### RECORDED INFORMATION
//! IPv4 packet framing and parsing.
//!
//! Only the 20-byte option-less header is produced or accepted; IP options
//! are neither generated nor interpreted.

use std::io::{Error, ErrorKind, Result, Write};
use std::net::Ipv4Addr;

use byteorder::{ReadBytesExt, WriteBytesExt, BE};

use crate::checksum;
use crate::{FromBytestream, ToBytestream};

/// Length of the option-less IPv4 header.
pub const IPV4_HEADER_LEN: usize = 20;

/// An IPv4 packet with its payload.
#[derive(Debug, Clone, PartialEq, Eq)]
pub struct Ipv4Packet {
    pub tos: u8,
    pub identification: u16,
    pub flags: Ipv4Flags,
    pub fragment_offset: u16,
    pub ttl: u8,
    pub proto: u8,
    pub src: Ipv4Addr,
    pub dst: Ipv4Addr,

    pub content: Vec<u8>,
}

/// Flags of an [`Ipv4Packet`].
#[derive(Debug, Clone, Copy, PartialEq, Eq, Hash)]
pub struct Ipv4Flags {
    pub df: bool,
    pub mf: bool,
}

impl Ipv4Flags {
    fn as_word(self) -> u16 {
        let bits = u16::from(self.df) << 1 | u16::from(self.mf) << 2;
        bits << 13
    }
}

impl Ipv4Packet {
    /// Frames a TCP segment between the given endpoints.
    ///
    /// DF set, MF clear, offset zero; the identification is supplied by the
    /// sender's wrapping counter.
    pub fn tcp_segment(
        identification: u16,
        ttl: u8,
        src: Ipv4Addr,
        dst: Ipv4Addr,
        content: Vec<u8>,
    ) -> Ipv4Packet {
        Ipv4Packet {
            tos: 0,
            identification,
            flags: Ipv4Flags { df: true, mf: false },
            fragment_offset: 0,
            ttl,
            proto: crate::tcp::PROTO_TCP,
            src,
            dst,
            content,
        }
    }
}

impl ToBytestream for Ipv4Packet {
    type Error = Error;
    fn to_bytestream(&self, stream: &mut impl Write) -> Result<()> {
        // version = 4, ihl = 5
        stream.write_u8(0b0100_0101)?;
        stream.write_u8(self.tos)?;
        stream.write_u16::<BE>((IPV4_HEADER_LEN + self.content.len()) as u16)?;
        stream.write_u16::<BE>(self.identification)?;
        stream.write_u16::<BE>(self.flags.as_word() | (self.fragment_offset & 0x1fff))?;
        stream.write_u8(self.ttl)?;
        stream.write_u8(self.proto)?;
        // checksum, patched in by to_vec
        stream.write_u16::<BE>(0)?;
        stream.write_all(&self.src.octets())?;
        stream.write_all(&self.dst.octets())?;
        stream.write_all(&self.content)?;
        Ok(())
    }

    fn to_vec(&self) -> Result<Vec<u8>> {
        let mut buf = Vec::with_capacity(IPV4_HEADER_LEN + self.content.len());
        self.to_bytestream(&mut buf)?;
        let ck = checksum::checksum(&buf[..IPV4_HEADER_LEN]);
        buf[10..12].copy_from_slice(&ck.to_be_bytes());
        Ok(buf)
    }
}

impl FromBytestream for Ipv4Packet {
    type Error = Error;
    fn from_slice(slice: &[u8]) -> Result<Self> {
        if slice.len() < IPV4_HEADER_LEN {
            return Err(Error::new(ErrorKind::InvalidData, "ipv4 header truncated"));
        }

        let version = slice[0] >> 4;
        if version != 4 {
            return Err(Error::new(ErrorKind::InvalidData, "not an ipv4 packet"));
        }
        let ihl = slice[0] & 0x0f;
        if ihl != 5 {
            return Err(Error::new(ErrorKind::InvalidData, "ipv4 options not supported"));
        }

        let total_length = u16::from_be_bytes([slice[2], slice[3]]) as usize;
        if total_length < IPV4_HEADER_LEN || total_length > slice.len() {
            return Err(Error::new(ErrorKind::InvalidData, "ipv4 total length inconsistent"));
        }

        if checksum::checksum(&slice[..IPV4_HEADER_LEN]) != 0 {
            return Err(Error::new(ErrorKind::InvalidData, "ipv4 header checksum mismatch"));
        }

        let mut stream = &slice[1..];
        let tos = stream.read_u8()?;
        let _total_length = stream.read_u16::<BE>()?;
        let identification = stream.read_u16::<BE>()?;

        let fword = stream.read_u16::<BE>()?;
        let flags = Ipv4Flags {
            df: fword >> 13 & 0b010 != 0,
            mf: fword >> 13 & 0b100 != 0,
        };
        let fragment_offset = fword & 0x1fff;

        let ttl = stream.read_u8()?;
        let proto = stream.read_u8()?;
        let _checksum = stream.read_u16::<BE>()?;

        let src = Ipv4Addr::from(stream.read_u32::<BE>()?);
        let dst = Ipv4Addr::from(stream.read_u32::<BE>()?);

        let content = slice[IPV4_HEADER_LEN..total_length].to_vec();

        Ok(Self {
            tos,
            identification,
            flags,
            fragment_offset,
            ttl,
            proto,
            src,
            dst,
            content,
        })
    }
}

### REQUIRED WORK
Among the lines above, find those containing the word "ErrorKind" and copy each.

### ANSWER SECTION
use std::io::{Error, ErrorKind, Result, Write};
            return Err(Error::new(ErrorKind::InvalidData, "ipv4 header truncated"));
            return Err(Error::new(ErrorKind::InvalidData, "not an ipv4 packet"));
            return Err(Error::new(ErrorKind::InvalidData, "ipv4 options not supported"));
            return Err(Error::new(ErrorKind::InvalidData, "ipv4 total length inconsistent"));
            return Err(Error::new(ErrorKind::InvalidData, "ipv4 header checksum mismatch"));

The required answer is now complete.